Couldn't this also mean "Let him finish!" I got marked wrong, but I don't understand why. I thought this verb form 'finisca' worked for 1st, 2nd and 3rd person singular. I may be mixed up.

August 3, 2013

https://www.duolingo.com/profile/sfoehner

This is now accepted

April 14, 2014

https://www.duolingo.com/profile/mariaelena256

yes it is now accepted

July 20, 2014

https://www.duolingo.com/profile/Klaas_Damsko

"Let it finish" is also accepted

April 24, 2016

https://www.duolingo.com/profile/ajdjr73

I answered "Let it Finish" and that was accepted as correct.

June 22, 2017

https://www.duolingo.com/profile/dchampion

When using the singular subjunctive (which is the same for 1st, 2nd and 3rd person), Italians use the subject pronoun so there is no confusion. This example should be "Lascia che io finisca!"

January 7, 2014

https://www.duolingo.com/profile/mariaelena256

yes i have notice that!! but not here :((((

July 19, 2014

https://www.duolingo.com/profile/craaash80

If the context is not ambiguous, there is no need for that ;) (i.e. if there are only two of us in the room)

May 9, 2015

https://www.duolingo.com/profile/Viaggiatore

I think you're right. You would have to know from context who was supposed to finish (except that it's singular).

August 3, 2013

https://www.duolingo.com/profile/ICeRqrWG

Buongiono! This Italian sentence can also be translated: "Let him finish" or "let her finish." (Duo still does not accept those legitimate alternative translations. Mine was just rejected. Duo insisted on "Let me finish".) The Italian conjugated form "finisca" can refer to the first person singular, the second person singular and the third person singular. Since there are no specific pronouns to clarify the matter, all these possibilities should be accepted in the English translation.)

August 23, 2017

https://www.duolingo.com/profile/colbymenning

tu lascia is imperative and since pronoun not specified can be him/ you / me

June 22, 2015

https://www.duolingo.com/profile/blaisec

Why is the verb finisca in the subjunctive? What is the grammatical rule that requires the subjunctive?

May 20, 2019

https://www.duolingo.com/profile/dieprinzessin

Does lascia have to be imperative mood? What about He leaves her/him/me/you to finish?

February 18, 2015

https://www.duolingo.com/profile/FrancesDav3

I tried "he leaves him to finish" but it was rejected. People on other threads seem to think the exclamation mark means that it must be imperative but I don't see why it can't be there for any of the other reasons we use exclamation marks (since we have no context).

July 15, 2018

https://www.duolingo.com/profile/jar30pma23

Not sure how the "me" fits in here. Part of lascia???

June 24, 2015

https://www.duolingo.com/profile/sfoehner

Literally one might translate it as "Let that I finish", but "Let me finish" is a more natural translation.

June 24, 2015

https://www.duolingo.com/profile/SporadicAspirant

"me" (or also him / her) is part of "finisca", as the subjunctive has a different ending than the indicative.

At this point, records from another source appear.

//! Entity stores over the blob storage.
//!
//! Each entity type lives in one JSON array; every mutation is a full
//! read-modify-write of that array.

use std::marker::PhantomData;
use std::sync::Arc;

use tokio::sync::Mutex;

use super::Storage;
use crate::errors::AppError;
use crate::models::{
    now_timestamp, BlogArticle, Datastore, Distributor, Entity, Project, Resource, RevisionInfo,
    StatusAction, Supplier, TeamMember, Transition, SCHEMA_VERSION,
};
use crate::view::{sort_records, SortKey};

/// Handle shared by all handlers; vends one [`EntityStore`] per entity type.
#[derive(Clone)]
pub struct Repository {
    storage: Arc<dyn Storage>,
    write_gate: Arc<Mutex<()>>,
}

impl Repository {
    pub fn new(storage: Arc<dyn Storage>) -> Self {
        Self {
            storage,
            write_gate: Arc::new(Mutex::new(())),
        }
    }

    /// Store for entity type `E`. Stores share the storage and the write gate.
    pub fn store<E: Entity>(&self) -> EntityStore<E> {
        EntityStore {
            storage: self.storage.clone(),
            write_gate: self.write_gate.clone(),
            _entity: PhantomData,
        }
    }

    /// Get revision info.
    pub async fn revision(&self) -> Result<RevisionInfo, AppError> {
        self.storage.revision().await
    }

    /// Get the current revision ID.
    pub async fn revision_id(&self) -> Result<i64, AppError> {
        Ok(self.storage.revision().await?.revision_id)
    }

    /// Get the full datastore.
    pub async fn get_datastore(&self) -> Result<Datastore, AppError> {
        let revision = self.revision().await?;

        Ok(Datastore {
            schema_version: SCHEMA_VERSION,
            generated_at: revision.generated_at,
            revision_id: revision.revision_id,
            articles: self.store::<BlogArticle>().list().await?,
            resources: self.store::<Resource>().list().await?,
            suppliers: self.store::<Supplier>().list().await?,
            distributors: self.store::<Distributor>().list().await?,
            members: self.store::<TeamMember>().list().await?,
            projects: self.store::<Project>().list().await?,
        })
    }
}

/// Keyed collection of one entity type persisted under `E::STORAGE_KEY`.
pub struct EntityStore<E> {
    storage: Arc<dyn Storage>,
    write_gate: Arc<Mutex<()>>,
    _entity: PhantomData<fn() -> E>,
}

impl<E> Clone for EntityStore<E> {
    fn clone(&self) -> Self {
        Self {
            storage: self.storage.clone(),
            write_gate: self.write_gate.clone(),
            _entity: PhantomData,
        }
    }
}

impl<E: Entity> EntityStore<E> {
    /// List all records, newest first.
    pub async fn list(&self) -> Result<Vec<E>, AppError> {
        let mut records = self.load().await?;
        sort_records(&mut records, SortKey::Newest);
        Ok(records)
    }

    /// Get a record by key.
    pub async fn get(&self, key: &str) -> Result<Option<E>, AppError> {
        let records = self.load().await?;
        Ok(records.into_iter().find(|record| record.key() == key))
    }

    /// Insert or replace a record by key.
    pub async fn upsert(&self, mut record: E) -> Result<E, AppError> {
        record.meta_mut().updated_at = now_timestamp();
        record.validate()?;

        let _guard = self.write_gate.lock().await;
        let mut records = self.load().await?;

        match records.iter().position(|r| r.key() == record.key()) {
            Some(index) => records[index] = record.clone(),
            None => records.insert(0, record.clone()),
        }

        self.save(&records).await?;
        tracing::debug!("Upserted {} {}", E::KIND, record.key());
        Ok(record)
    }

    /// Replace an existing record. `None` when the key is absent; nothing is
    /// written then.
    pub async fn replace(&self, mut record: E) -> Result<Option<E>, AppError> {
        record.meta_mut().updated_at = now_timestamp();
        record.validate()?;

        let _guard = self.write_gate.lock().await;
        let mut records = self.load().await?;

        let Some(slot) = records.iter_mut().find(|r| r.key() == record.key()) else {
            return Ok(None);
        };
        *slot = record.clone();

        self.save(&records).await?;
        tracing::debug!("Replaced {} {}", E::KIND, record.key());
        Ok(Some(record))
    }

    /// Delete a record. Returns whether it existed.
    pub async fn delete(&self, key: &str) -> Result<bool, AppError> {
        let _guard = self.write_gate.lock().await;
        let mut records = self.load().await?;

        let before = records.len();
        records.retain(|record| record.key() != key);
        if records.len() == before {
            return Ok(false);
        }

        self.save(&records).await?;
        tracing::debug!("Deleted {} {}", E::KIND, key);
        Ok(true)
    }

    /// Apply a status action. `None` if the key is absent.
    pub async fn apply(&self, key: &str, action: StatusAction) -> Result<Option<E>, AppError> {
        Ok(self
            .apply_with_outcome(key, action)
            .await?
            .map(|(record, _)| record))
    }

    /// Like [`EntityStore::apply`], also reporting whether anything changed.
    /// An unchanged record is not written back.
    pub async fn apply_with_outcome(
        &self,
        key: &str,
        action: StatusAction,
    ) -> Result<Option<(E, Transition)>, AppError> {
        let _guard = self.write_gate.lock().await;
        let mut records = self.load().await?;

        let Some(record) = records.iter_mut().find(|record| record.key() == key) else {
            return Ok(None);
        };

        let now = now_timestamp();
        match record.transition(action, &now)? {
            Transition::Unchanged => Ok(Some((record.clone(), Transition::Unchanged))),
            Transition::Applied => {
                record.meta_mut().updated_at = now;
                let updated = record.clone();
                self.save(&records).await?;
                tracing::debug!("Applied {} to {} {}", action, E::KIND, key);
                Ok(Some((updated, Transition::Applied)))
            }
        }
    }

    /// Write the seed collection when nothing valid is stored yet.
    ///
    /// Returns whether seed data was written.
    pub async fn seed_if_absent(&self) -> Result<bool, AppError> {
        let _guard = self.write_gate.lock().await;

        if let Some(raw) = self.storage.get(E::STORAGE_KEY).await? {
            if serde_json::from_str::<Vec<E>>(&raw).is_ok() {
                return Ok(false);
            }
            tracing::warn!("Replacing corrupt {} collection with seed data", E::KIND);
        }

        self.save(&E::seed()).await?;
        Ok(true)
    }

    async fn load(&self) -> Result<Vec<E>, AppError> {
        let Some(raw) = self.storage.get(E::STORAGE_KEY).await? else {
            return Ok(Vec::new());
        };

        match serde_json::from_str::<Vec<E>>(&raw) {
            Ok(records) => Ok(records),
            Err(e) => {
                tracing::warn!(
                    "Stored {} collection is unreadable ({}), using seed data",
                    E::KIND,
                    e
                );
                Ok(E::seed())
            }
        }
    }

    async fn save(&self, records: &[E]) -> Result<(), AppError> {
        let raw = serde_json::to_string(records).map_err(|e| {
            tracing::error!("Failed to serialize {} collection: {}", E::KIND, e);
            AppError::Storage(format!("Failed to serialize {} collection: {}", E::KIND, e))
        })?;

        self.storage
            .set(E::STORAGE_KEY, &raw)
            .await
            .inspect_err(|e| tracing::error!("Failed to write {} collection: {}", E::KIND, e))
    }
}

/// Named setters, one per status action.
impl<E: Entity> EntityStore<E> {
    pub async fn publish(&self, key: &str) -> Result<Option<E>, AppError> {
        self.apply(key, StatusAction::Publish).await
    }

    pub async fn unpublish(&self, key: &str) -> Result<Option<E>, AppError> {
        self.apply(key, StatusAction::Unpublish).await
    }

    pub async fn retire(&self, key: &str) -> Result<Option<E>, AppError> {
        self.apply(key, StatusAction::Retire).await
    }

    pub async fn activate(&self, key: &str) -> Result<Option<E>, AppError> {
        self.apply(key, StatusAction::Activate).await
    }

    pub async fn suspend(&self, key: &str) -> Result<Option<E>, AppError> {
        self.apply(key, StatusAction::Suspend).await
    }
}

See congiuntivo - presente at this link: http://www.italian-verbs.com/italian-verbs/conjugation.php?verbo=finire

May 20, 2016

https://www.duolingo.com/profile/Nan992093

"Let it end!" was accepted

March 2, 2016

https://www.duolingo.com/profile/Mahkizmo

You let that finish was not accepted. i interpretated is as lascia (you let) didnt see him/her in this sentence, atleast it was not obvious to me.

March 29, 2017

https://www.duolingo.com/profile/Hemanttsha

Let him finish' is still not accepted.

April 20, 2017

https://www.duolingo.com/profile/DavidRussnak

No. You ruined it.

December 29, 2017

https://www.duolingo.com/profile/Michaela143747

Arggg, I hate this tense. I'll never get it.